Kings Go Forth was a war drama directed by
Delmer Davies with Sinatra and Tony Curtis vying for Natalie Wood, a beautiful
young lady with a secret in an ugly world beyond the battlefield. This was risk-taking drama at the time and
despite some overall problems with the film, is a plus of a project for all
involved. This is the only film in the
set that is both 1.33 X 1 block style and in glorious black and white.

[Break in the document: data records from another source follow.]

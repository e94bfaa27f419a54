//! The flat, fixed-schema view of one notification that rules are evaluated
//! against.
//!
//! [`Attributes`] is a plain struct: every key exists for every notification,
//! with a zero value when it does not apply to the subject type. The
//! expression engine sees it only through [`Lookup`].

use crate::expr::{Lookup, Value};

/// Every key a rule may reference.
pub const KEYS: &[&str] = &[
    "title",
    "owner",
    "repo",
    "number",
    "is_issue",
    "is_pull_request",
    "is_release",
    "state",
    "draft",
    "merged",
    "mergeable",
    "mergeable_state",
    "closed",
    "labels",
    "reviewers",
    "review_teams",
    "assignees",
    "author",
    "html_url",
    "approved",
    "review_states",
    "status_passed",
    "checks_passed",
    "passed",
    "me",
];

pub const UNKNOWN: &str = "unknown";

#[derive(Debug, Clone, PartialEq)]
pub struct Attributes {
    pub title: String,
    pub owner: String,
    pub repo: String,
    /// `-1` unless the subject is an issue or pull request.
    pub number: i64,
    pub is_issue: bool,
    pub is_pull_request: bool,
    pub is_release: bool,
    pub state: String,
    pub draft: bool,
    pub merged: bool,
    pub mergeable: bool,
    pub mergeable_state: String,
    pub closed: bool,
    pub labels: Vec<String>,
    /// Logins of requested reviewers.
    pub reviewers: Vec<String>,
    /// Names of requested teams.
    pub review_teams: Vec<String>,
    pub assignees: Vec<String>,
    pub author: String,
    pub html_url: String,
    pub approved: bool,
    /// Review states in submission order, up to and including the first
    /// approval.
    pub review_states: Vec<String>,
    pub status_passed: bool,
    pub checks_passed: bool,
    pub passed: bool,
    /// Login of the authenticated user.
    pub me: String,
}

impl Attributes {
    /// A fully populated map with every subject-specific key at its zero
    /// value.
    pub fn new(
        title: impl Into<String>,
        owner: impl Into<String>,
        repo: impl Into<String>,
        me: impl Into<String>,
    ) -> Self {
        Self {
            title: title.into(),
            owner: owner.into(),
            repo: repo.into(),
            number: -1,
            is_issue: false,
            is_pull_request: false,
            is_release: false,
            state: UNKNOWN.to_string(),
            draft: false,
            merged: false,
            mergeable: false,
            mergeable_state: UNKNOWN.to_string(),
            closed: false,
            labels: Vec::new(),
            reviewers: Vec::new(),
            review_teams: Vec::new(),
            assignees: Vec::new(),
            author: String::new(),
            html_url: String::new(),
            approved: false,
            review_states: Vec::new(),
            status_passed: false,
            checks_passed: false,
            passed: false,
            me: me.into(),
        }
    }
}

fn strings(v: &[String]) -> Value {
    Value::List(v.iter().cloned().map(Value::Str).collect())
}

impl Lookup for Attributes {
    fn lookup(&self, name: &str) -> Option<Value> {
        let v = match name {
            "title" => Value::Str(self.title.clone()),
            "owner" => Value::Str(self.owner.clone()),
            "repo" => Value::Str(self.repo.clone()),
            "number" => Value::Int(self.number),
            "is_issue" => Value::Bool(self.is_issue),
            "is_pull_request" => Value::Bool(self.is_pull_request),
            "is_release" => Value::Bool(self.is_release),
            "state" => Value::Str(self.state.clone()),
            "draft" => Value::Bool(self.draft),
            "merged" => Value::Bool(self.merged),
            "mergeable" => Value::Bool(self.mergeable),
            "mergeable_state" => Value::Str(self.mergeable_state.clone()),
            "closed" => Value::Bool(self.closed),
            "labels" => strings(&self.labels),
            "reviewers" => strings(&self.reviewers),
            "review_teams" => strings(&self.review_teams),
            "assignees" => strings(&self.assignees),
            "author" => Value::Str(self.author.clone()),
            "html_url" => Value::Str(self.html_url.clone()),
            "approved" => Value::Bool(self.approved),
            "review_states" => strings(&self.review_states),
            "status_passed" => Value::Bool(self.status_passed),
            "checks_passed" => Value::Bool(self.checks_passed),
            "passed" => Value::Bool(self.passed),
            "me" => Value::Str(self.me.clone()),
            _ => return None,
        };
        Some(v)
    }
}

A Hole In The Head was intended as a high class
family comedy drama project that was so compelling; Sinatra got no less than
Frank Capra to come out of retirement.
With a great cast including Eleanor Parker, Carolyn Jones, Thelma Ritter
and Keenan Wynn, while the film has the even more famous than it itself for
launching yet another Sinatra standard: the hit song High Hopes. The Top 30 hit
also won the Best Song Oscar and is one of those few songs that work with
children background singers. Shot in
CinemaScope, it is here in an older letterboxed transfer and though depth and
detail suffer, it looks good.
That
leaves Guys & Dolls, one of the
great triumphs of Samuel Goldwyn in his reign as an independent one-man studio
producer. He paid then big bucks for the
stage musical, hired Joseph L. Mankiewicz to write and direct, retained the
original score, had Michael Kidd’s great choreography, shot the film in
CinemaScope (here letterboxed in its original, wider 2.55 X 1 early
configuration, looking good enough for an older video master) and the result is
one of the most interesting and beautiful of all Hollywood widescreen
musicals. Marlon Brando, Vivian Blane,
Jean Simmons and a great supporting cast join Sinatra for a film about
hustling, surviving and making it big in New York. Though it does not get enough credit for
this, this early hit helped make widescreen filmmaking legitimate and
permanent.
Sold
separately is Fox’s reissue of Sinatra’s more powerful, enduring and
action-packed WWII thriller Von Ryan’s
Express. Mark Robson directed this Saul
David-produced hit about the tile character captured by the Nazis and instantly
planning a grand escape for his 400+ POW Allies in the middle of Central Italy
circa 1943. The Wendell Mayes/Joseph
Landon screenplay adaptation of the David Westheimer book is very masterful and
the cast including Trevor Howard, Edward Mulhare, Brad Dexter, John Leyton,
Adolfo Celi, James Brolin and more. The
anamorphically enhanced 2.35 X 1 CinemaScope shot transfer looks about the same
as the old DVD, which was not bad, while the Dolby Digital 2.0 Stereo sound is
decent. Extras include isolated music
score by the great Jerry Goldsmith and with audio commentary in the silent
sections by Jon Burlingame, Lem Dobbs and Nick Redman. DVD Two adds three featurettes on the making
of the film (Reliving The Adventures Of
Von Ryan’s Express, The Music Of Von
Ryan’s Express, Hollywood & Its War Films) all wroth seeing, a great
piece on Jerry Goldsmith’s legacy as a composer, original Spanish theatrical
trailer, stills and TV spots. Sinatra
did radio spots for the film and for Blu-ray, I hope Fox finds them.
All the
films on the MGM box are Dolby Digital 2.0 mono only, except Candidate and Dolls, upgraded to Dolby Digital 5.1 mixes which thin out the
original sound. Candidate was monophonic to begin with and with new audio and audio
restoration advances, could be further upgraded for Blu-ray. Dolls
was originally 4-track magnetic stereo, is the best sounding of the six titles
here and has an upgrade that is much older.
Again, new advances could bring out even more of the original fidelity
of the master music recordings of the film.
Except for all the extras on Candidate,
the only extra on the rest of the MGM titles are only single trailers.